Une saison en enfer

Je suis sur le trottoir depuis hier soir. Des enfants sont venus me déposer sans ménagement et j’ai passé la nuit avec d’autres compagnons d’infortune à partager le récit de nos dernières semaines.

Je confesse que je ne comprends pas très bien ce qu’il s’est passé depuis ce jour ou quelqu’un est venu me couper les jarrets alors que j’étais en pleine croissance. J’ai été transporté de manière très inconfortable et montré à la vue des passants dans une galerie pleine de vent. Une heure après, un homme m’a emmailloté dans une résille ridicule, placé dans le coffre d’une voiture, secoué par les pieds puis enfin installé au centre d’un salon où j’ai été accueilli joyeusement par des enfants. Aussitôt affublé d’habits criards à la manière d’un carnaval, une femme attendrie a conclu ma mise par une étoile au front, un jésus sur la tête et des boules qui pendaient à chacun de mes bras. J’hésitais entre un sentiment de honte qui sied à un sujet qui est transformé en objet et celui d’une vague fierté en écoutant les ravissements répétés des invités.

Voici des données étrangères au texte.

//! Cache-aside catalog services.
//!
//! Reads check the cache first and fall back to the store of record,
//! validating the ancestor chain (menu, then submenu, then dish) before any
//! row is trusted. Writes validate the same chain, commit, then publish the
//! mutation so the invalidation fan-out runs after the commit.

mod ancestry;
mod discounts;
mod dishes;
mod error;
mod menus;
mod submenus;

pub use ancestry::Ancestry;
pub use discounts::Discounts;
pub use dishes::{CreateDishCommand, DishService, UpdateDishCommand};
pub use error::CatalogError;
pub use menus::{CreateMenuCommand, MenuService, UpdateMenuCommand};
pub use submenus::{CreateSubmenuCommand, SubmenuService, UpdateSubmenuCommand};

use crate::cache::SEPARATOR;
use crate::domain::error::DomainError;

/// Client-supplied ids become cache key segments, so they must be non-empty
/// and free of the key separator.
pub(crate) fn ensure_valid_id(id: &str, field: &'static str) -> Result<(), DomainError> {
    if id.trim().is_empty() {
        return Err(DomainError::validation(format!("{field} must not be empty")));
    }
    if id.contains(SEPARATOR) {
        return Err(DomainError::validation(format!(
            "{field} must not contain `{SEPARATOR}`"
        )));
    }
    Ok(())
}
/// Load settings using the configured precedence (file → environment → CLI).
pub fn load(cli: &CliArgs) -> Result<Settings, LoadError> {
    let mut builder = Config::builder()
        .add_source(File::with_name(DEFAULT_CONFIG_BASENAME).required(false))
        .add_source(File::with_name(LOCAL_CONFIG_BASENAME).required(false));

    if let Some(path) = cli.config_file.as_ref() {
        builder = builder.add_source(File::from(path.as_path()).required(true));
    }

    builder = builder.add_source(Environment::with_prefix("MENU_CACHE").separator("__"));

    let mut raw: RawSettings = builder.build()?.try_deserialize()?;

    match cli.command.as_ref() {
        Some(Command::Serve(args)) => raw.apply_serve_overrides(&args.overrides),
        Some(Command::FlushCache(args)) => raw.apply_cache_backend_override(&args.cache),
        Some(Command::Migrate(args)) => raw.apply_database_override(&args.database),
        None => raw.apply_serve_overrides(&ServeOverrides::default()),
    }

    Settings::from_raw(raw)
}

#[derive(Debug, Clone, Deserialize, Default)]
#[serde(default)]
struct RawSettings {
    server: RawServerSettings,
    logging: RawLoggingSettings,
    database: RawDatabaseSettings,
    cache: RawCacheSettings,
}

impl RawSettings {
    fn apply_serve_overrides(&mut self, overrides: &ServeOverrides) {
        if let Some(host) = overrides.server_host.as_ref() {
            self.server.host = Some(host.clone());
        }
        if let Some(port) = overrides.port {
            self.server.port = Some(port);
        }
        if let Some(seconds) = overrides.server_graceful_shutdown_seconds {
            self.server.graceful_shutdown_seconds = Some(seconds);
        }
        if let Some(level) = overrides.log_level.as_ref() {
            self.logging.level = Some(level.clone());
        }
        if let Some(json) = overrides.log_json {
            self.logging.json = Some(json);
        }
        if let Some(max) = overrides.database_max_connections {
            self.database.max_connections = Some(max);
        }
        if let Some(enabled) = overrides.cache_enabled {
            self.cache.enabled = Some(enabled);
        }
        if let Some(warm) = overrides.cache_warm_on_startup {
            self.cache.warm_on_startup = Some(warm);
        }

        self.apply_database_override(&overrides.database);
        self.apply_cache_backend_override(&overrides.cache);
    }

    fn apply_database_override(&mut self, overrides: &DatabaseOverride) {
        if let Some(url) = overrides.database_url.as_ref() {
            self.database.url = Some(url.clone());
        }
    }

    fn apply_cache_backend_override(&mut self, overrides: &CacheBackendOverride) {
        if let Some(backend) = overrides.cache_backend.as_ref() {
            self.cache.backend = Some(backend.clone());
        }
        if let Some(url) = overrides.redis_url.as_ref() {
            self.cache.redis_url = Some(url.clone());
        }
    }
}

impl Settings {
    fn from_raw(raw: RawSettings) -> Result<Self, LoadError> {
        let RawSettings {
            server,
            logging,
            database,
            cache,
        } = raw;

        let server = build_server_settings(server)?;
        let logging = build_logging_settings(logging)?;
        let database = build_database_settings(database)?;
        let cache = build_cache_settings(cache)?;

        Ok(Self {
            server,
            logging,
            database,
            cache,
        })
    }
}

fn build_server_settings(server: RawServerSettings) -> Result<ServerSettings, LoadError> {
    let host = server.host.unwrap_or_else(|| DEFAULT_HOST.to_string());

    let port = server.port.unwrap_or(DEFAULT_PORT);
    if port == 0 {
        return Err(LoadError::invalid(
            "server.port",
            "port must be greater than zero",
        ));
    }

    let addr = parse_socket_addr(&host, port)
        .map_err(|reason| LoadError::invalid("server.addr", reason))?;

    let graceful_secs = server
        .graceful_shutdown_seconds
        .unwrap_or(DEFAULT_GRACEFUL_SHUTDOWN_SECS);
    if graceful_secs == 0 {
        return Err(LoadError::invalid(
            "server.graceful_shutdown_seconds",
            "must be greater than zero",
        ));
    }

    Ok(ServerSettings {
        addr,
        graceful_shutdown: Duration::from_secs(graceful_secs),
    })
}

fn build_logging_settings(logging: RawLoggingSettings) -> Result<LoggingSettings, LoadError> {
    let level = match logging.level {
        Some(level) => LevelFilter::from_str(level.as_str()).map_err(|err| {
            LoadError::invalid("logging.level", format!("failed to parse: {err}"))
        })?,
        None => LevelFilter::INFO,
    };

    let format = if logging.json.unwrap_or(false) {
        LogFormat::Json
    } else {
        LogFormat::Compact
    };

    Ok(LoggingSettings { level, format })
}

fn build_database_settings(database: RawDatabaseSettings) -> Result<DatabaseSettings, LoadError> {
    let url = non_blank(database.url);
    let max_connections = non_zero_u32(
        database
            .max_connections
            .unwrap_or(DEFAULT_DB_MAX_CONNECTIONS)
            .into(),
        "database.max_connections",
    )?;

    Ok(DatabaseSettings {
        url,
        max_connections,
    })
}

fn build_cache_settings(cache: RawCacheSettings) -> Result<CacheSettings, LoadError> {
    let backend = match cache.backend.as_deref().map(str::trim) {
        None | Some("") | Some("memory") => CacheBackend::Memory,
        Some("redis") => CacheBackend::Redis,
        Some(other) => {
            return Err(LoadError::invalid(
                "cache.backend",
                format!("unknown backend `{other}`; expected `memory` or `redis`"),
            ));
        }
    };

    let redis_url = non_blank(cache.redis_url);
    if backend == CacheBackend::Redis && redis_url.is_none() {
        return Err(LoadError::invalid(
            "cache.redis_url",
            "required when the redis backend is selected",
        ));
    }

    let memory_capacity = positive_usize(
        cache.memory_capacity.unwrap_or(DEFAULT_MEMORY_CAPACITY),
        "cache.memory_capacity",
    )?;
    let operation_timeout_ms = positive_u64(
        cache
            .operation_timeout_ms
            .unwrap_or(DEFAULT_OPERATION_TIMEOUT_MS),
        "cache.operation_timeout_ms",
    )?;
    let auto_consume_interval_ms = positive_u64(
        cache
            .auto_consume_interval_ms
            .unwrap_or(DEFAULT_AUTO_CONSUME_INTERVAL_MS),
        "cache.auto_consume_interval_ms",
    )?;
    let consume_batch_limit = positive_usize(
        cache
            .consume_batch_limit
            .unwrap_or(DEFAULT_CONSUME_BATCH_LIMIT),
        "cache.consume_batch_limit",
    )?;
    let max_attempts = non_zero_u32(
        cache.max_attempts.unwrap_or(DEFAULT_MAX_ATTEMPTS).into(),
        "cache.max_attempts",
    )?
    .get();
    let queue_limit = positive_usize(
        cache.queue_limit.unwrap_or(DEFAULT_QUEUE_LIMIT),
        "cache.queue_limit",
    )?;
    let dead_letter_capacity = positive_usize(
        cache
            .dead_letter_capacity
            .unwrap_or(DEFAULT_DEAD_LETTER_CAPACITY),
        "cache.dead_letter_capacity",
    )?;

    let redrive_schedule = cache
        .redrive_schedule
        .map(|value| value.trim().to_string())
        .filter(|value| !value.is_empty())
        .unwrap_or_else(|| DEFAULT_REDRIVE_SCHEDULE.to_string());
    crate::application::jobs::redrive_schedule(&redrive_schedule)
        .map_err(|reason| LoadError::invalid("cache.redrive_schedule", reason))?;

    Ok(CacheSettings {
        enabled: cache.enabled.unwrap_or(true),
        backend,
        redis_url,
        memory_capacity,
        operation_timeout_ms,
        background_populate: cache.background_populate.unwrap_or(false),
        invalidate_inline: cache.invalidate_inline.unwrap_or(true),
        auto_consume_interval_ms,
        consume_batch_limit,
        max_attempts,
        queue_limit,
        dead_letter_capacity,
        warm_on_startup: cache.warm_on_startup.unwrap_or(false),
        redrive_schedule,
    })
}
//! Dish and discount handlers

use axum::Json;
use axum::extract::{Path, State};
use axum::http::StatusCode;
use axum::response::IntoResponse;

use crate::domain::types::{DishId, MenuId, SubmenuId};
use crate::infra::http::api::error::{ApiError, catalog_to_api};
use crate::infra::http::api::models::{
    DeleteResponse, DiscountRequest, DishCreateRequest, DishUpdateRequest,
};
use crate::infra::http::api::state::ApiState;

fn dish_path(menu_id: String, submenu_id: String, dish_id: String) -> (MenuId, SubmenuId, DishId) {
    (
        MenuId::new(menu_id),
        SubmenuId::new(submenu_id),
        DishId::new(dish_id),
    )
}

pub async fn list_dishes(
    State(state): State<ApiState>,
    Path((menu_id, submenu_id)): Path<(String, String)>,
) -> Result<impl IntoResponse, ApiError> {
    let dishes = state
        .dishes
        .list(&MenuId::new(menu_id), &SubmenuId::new(submenu_id))
        .await
        .map_err(catalog_to_api)?;
    Ok(Json(dishes))
}

pub async fn get_dish(
    State(state): State<ApiState>,
    Path((menu_id, submenu_id, dish_id)): Path<(String, String, String)>,
) -> Result<impl IntoResponse, ApiError> {
    let (menu_id, submenu_id, dish_id) = dish_path(menu_id, submenu_id, dish_id);
    let dish = state
        .dishes
        .get(&menu_id, &submenu_id, &dish_id)
        .await
        .map_err(catalog_to_api)?;
    Ok(Json(dish))
}

pub async fn create_dish(
    State(state): State<ApiState>,
    Path((menu_id, submenu_id)): Path<(String, String)>,
    Json(payload): Json<DishCreateRequest>,
) -> Result<impl IntoResponse, ApiError> {
    let dish = state
        .dishes
        .create(
            &MenuId::new(menu_id),
            &SubmenuId::new(submenu_id),
            payload.into(),
        )
        .await
        .map_err(catalog_to_api)?;
    Ok((StatusCode::CREATED, Json(dish)))
}

pub async fn update_dish(
    State(state): State<ApiState>,
    Path((menu_id, submenu_id, dish_id)): Path<(String, String, String)>,
    Json(payload): Json<DishUpdateRequest>,
) -> Result<impl IntoResponse, ApiError> {
    let (menu_id, submenu_id, dish_id) = dish_path(menu_id, submenu_id, dish_id);
    let dish = state
        .dishes
        .update(&menu_id, &submenu_id, &dish_id, payload.into())
        .await
        .map_err(catalog_to_api)?;
    Ok(Json(dish))
}

pub async fn delete_dish(
    State(state): State<ApiState>,
    Path((menu_id, submenu_id, dish_id)): Path<(String, String, String)>,
) -> Result<impl IntoResponse, ApiError> {
    let (menu_id, submenu_id, dish_id) = dish_path(menu_id, submenu_id, dish_id);
    state
        .dishes
        .delete(&menu_id, &submenu_id, &dish_id)
        .await
        .map_err(catalog_to_api)?;
    Ok(Json(DeleteResponse::deleted("dish")))
}

pub async fn set_discount(
    State(state): State<ApiState>,
    Path((menu_id, submenu_id, dish_id)): Path<(String, String, String)>,
    Json(payload): Json<DiscountRequest>,
) -> Result<impl IntoResponse, ApiError> {
    let discount = payload.parse().map_err(ApiError::bad_request)?;
    let (menu_id, submenu_id, dish_id) = dish_path(menu_id, submenu_id, dish_id);
    let dish = state
        .dishes
        .set_discount(&menu_id, &submenu_id, &dish_id, discount)
        .await
        .map_err(catalog_to_api)?;
    Ok(Json(dish))
}

pub async fn clear_discount(
    State(state): State<ApiState>,
    Path((menu_id, submenu_id, dish_id)): Path<(String, String, String)>,
) -> Result<impl IntoResponse, ApiError> {
    let (menu_id, submenu_id, dish_id) = dish_path(menu_id, submenu_id, dish_id);
    let dish = state
        .dishes
        .clear_discount(&menu_id, &submenu_id, &dish_id)
        .await
        .map_err(catalog_to_api)?;
    Ok(Json(dish))
}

Puis est arrivée une soirée spéciale au cours de laquelle tout le monde s’est prosterné à mes pieds. J’en garde un excellent souvenir, même si la soif me mordait tout le corps. Il s’ensuivit une semaine de solitude et de complète indifférence à mon égard et enfin cette nuit où j’ai entendu des gens brailler et aller vomir. Tous mes amis de trottoir viennent de raconter la même histoire, même ceux qui sont emprisonnés dans un sac doré et dont je perçois difficilement la voix étouffée.

… Un camion vient de s’approcher avec plusieurs hommes marchant près de lui. Ils ressemblent vaguement à des Rois mages mais j’ai l’intuition qu’ils viennent exécuter une sale besogne. Dieu, Pourquoi nous avoir fait pousser ??